Tangkapan layar bedah buku "Cerita Rakyat Bali Aga dan Ainu Jepang”. (Balinesia.id/ist)

Badung, Balinesia.id – Folklor atau cerita rakyat masyarakat Bali Aga dan Ainu Jepang ternyata mengandung nilai-nilai yang sama. Keduanya sama-sama menarasikan tata nilai yang jika di Bali dikenal sebagai Tri Hita Karana.

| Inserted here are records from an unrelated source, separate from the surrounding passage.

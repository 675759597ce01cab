use std::collections::BTreeMap;

use chrono::NaiveDate;
use serde::Serialize;

use crate::models::{DoseLog, DoseStatus, DoseTime, Medication};

/// Most recently deleted medications kept for restore.
pub const MAX_DELETED: usize = 10;

/// Everything the scheduler and the alert transitions read and write.
#[derive(Debug, Clone, Default, PartialEq)]
pub struct ReminderBook {
    pub medications: Vec<Medication>,
    /// Most recent first, at most `MAX_DELETED`.
    pub deleted: Vec<Medication>,
    /// Newest first.
    pub logs: Vec<DoseLog>,
    /// Alert dedupe ledger: notification key -> day it fired.
    pub last_notified: BTreeMap<String, NaiveDate>,
    /// Medication id -> epoch milliseconds at which the snoozed alert fires again.
    pub snoozed: BTreeMap<String, i64>,
    /// Medication currently demanding attention. A newer alert replaces it.
    pub active_alert: Option<String>,
}

/// Dedupe key for a scheduled alert: one per medication, day and minute.
pub fn notification_key(medication_id: &str, date: NaiveDate, time: DoseTime) -> String {
    format!("{}-{}-{}", medication_id, date.format("%Y-%m-%d"), time)
}

/// Ledger key written when a snoozed alert fires again. Never looked up.
pub fn snooze_key(medication_id: &str, at_ms: i64) -> String {
    format!("snooze-{medication_id}-{at_ms}")
}

#[derive(Debug, Clone, Copy, PartialEq, Eq, Serialize)]
#[serde(rename_all = "camelCase")]
pub struct DailyProgress {
    pub taken: usize,
    pub total: usize,
}

impl DailyProgress {
    pub fn percent(&self) -> u32 {
        if self.total == 0 {
            return 0;
        }
        ((self.taken * 100) / self.total) as u32
    }
}

#[derive(Debug, Clone, Serialize)]
#[serde(rename_all = "camelCase")]
pub struct HistoryEntry {
    pub log: DoseLog,
    /// `None` once the medication has fallen off the deleted list too.
    pub medication_name: Option<String>,
}

impl ReminderBook {
    pub fn medication(&self, id: &str) -> Option<&Medication> {
        self.medications.iter().find(|med| med.id == id)
    }

    pub(crate) fn medication_mut(&mut self, id: &str) -> Option<&mut Medication> {
        self.medications.iter_mut().find(|med| med.id == id)
    }

    /// Active or recently deleted medication.
    pub fn any_medication(&self, id: &str) -> Option<&Medication> {
        self.medication(id)
            .or_else(|| self.deleted.iter().find(|med| med.id == id))
    }

    pub fn is_alerting(&self) -> bool {
        self.active_alert.is_some()
    }

    pub fn active_medication(&self) -> Option<&Medication> {
        self.active_alert
            .as_deref()
            .and_then(|id| self.medication(id))
    }

    pub fn has_log_on(&self, medication_id: &str, date: NaiveDate) -> bool {
        self.status_on(medication_id, date).is_some()
    }

    /// Latest resolution recorded for the medication on `date`.
    pub fn status_on(&self, medication_id: &str, date: NaiveDate) -> Option<DoseStatus> {
        self.logs
            .iter()
            .find(|log| log.medication_id == medication_id && log.local_date() == date)
            .map(|log| log.status)
    }

    /// Ledger entries from earlier days can no longer suppress anything.
    pub fn prune_notifications_before(&mut self, today: NaiveDate) {
        self.last_notified.retain(|_, fired_on| *fired_on >= today);
    }

    pub fn refill_list(&self) -> Vec<&Medication> {
        self.medications
            .iter()
            .filter(|med| med.needs_refill())
            .collect()
    }

    pub fn daily_progress(&self, today: NaiveDate) -> DailyProgress {
        let taken = self
            .medications
            .iter()
            .filter(|med| self.status_on(&med.id, today) == Some(DoseStatus::Taken))
            .count();
        DailyProgress {
            taken,
            total: self.medications.len(),
        }
    }

    pub fn history(&self, limit: usize) -> Vec<HistoryEntry> {
        self.logs
            .iter()
            .take(limit)
            .map(|log| HistoryEntry {
                log: log.clone(),
                medication_name: self
                    .any_medication(&log.medication_id)
                    .map(|med| med.name.clone()),
            })
            .collect()
    }
}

Pandangan tersebut dinyatakan akademisi Prodi Sastra Bali Universitas Udayana (Unud), Dr. I Wayan Suardiana dalam bedah buku “Cerita Rakyat Bali Aga dan Ainu Jepang” karya akademisi Prodi Sastra Jepang Unud, Dr. Ida Ayu Laksmita Sari, Jumat, 4 November 2022. Bedah buku dari karya yang membawakan penulisnya meraih Nusantara Academic Award dari Nusantara Institute tersebut digelar UPT Perpustakaan Universitas Udayana.

“Kedua teks sastra yang dibandingkan dalam buku ini (Ainu Jepang dan folklore Bali Aga, red), menunjukkan kesamaan tata nilai dalam perbandingan konsep, yang di Bali disebut Tri Hita Karana. Persamaan dalam cerita ini dilihat sebagai jalan menemukan kehidupan yang lebih baik,” katanya.

Baca Juga:

Atas dasar adanya persamaan konsep tata nilai itu, Suardiana, menganjurkan agar upaya membaca dan mengkaji folklore terus dilakukan. “Lebih-lebih dalam membandingkan antarpulau, antarnegara, hingga antarbenua, agar menemukan nilai-nilai yang bermanfaat bagi peradaban manusia,” kata Suardiana.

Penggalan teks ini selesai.